(Stored data entries)
#[cfg(test)]
mod tests {
    use super::*;

    #[test]
    fn routes_by_method_and_path() {
        assert!(matches!(route("GET", "/health", "/log"), Ok(Route::Health)));
        assert!(matches!(route("GET", "/detections", "/log"), Ok(Route::Recent)));
        assert!(matches!(
            route("GET", "/detections/abc", "/log"),
            Ok(Route::Record("abc"))
        ));
        assert!(matches!(
            route("GET", "/log/abc.png", "/log"),
            Ok(Route::Artifact("abc.png"))
        ));
        assert!(matches!(
            route("POST", "/predict_metal", "/log"),
            Ok(Route::Detect(Endpoint::PredictMetal))
        ));
        assert!(matches!(route("GET", "/detect/upload", "/log"), Err(405)));
        assert!(matches!(route("GET", "/logs/abc.png", "/log"), Err(404)));
        assert!(matches!(route("GET", "/nope", "/log"), Err(404)));
    }

    #[test]
    fn endpoints_map_to_fields_and_profiles() {
        assert_eq!(Endpoint::Stream.field(), "frame");
        assert_eq!(Endpoint::Upload.kind(), MediaKind::Video);
        assert_eq!(Endpoint::Stream.source_type(), SourceType::CameraFrame);
        assert_eq!(Endpoint::PredictMetal.profile(), METAL_PROFILE);
        assert_eq!(Endpoint::PredictFire.profile(), FIRE_PROFILE);
    }
}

WHAT IS NEEDED: In the entries above, identify every line with the string "detections".

TASK ANSWER:
        assert!(matches!(route("GET", "/detections", "/log"), Ok(Route::Recent)));
            route("GET", "/detections/abc", "/log"),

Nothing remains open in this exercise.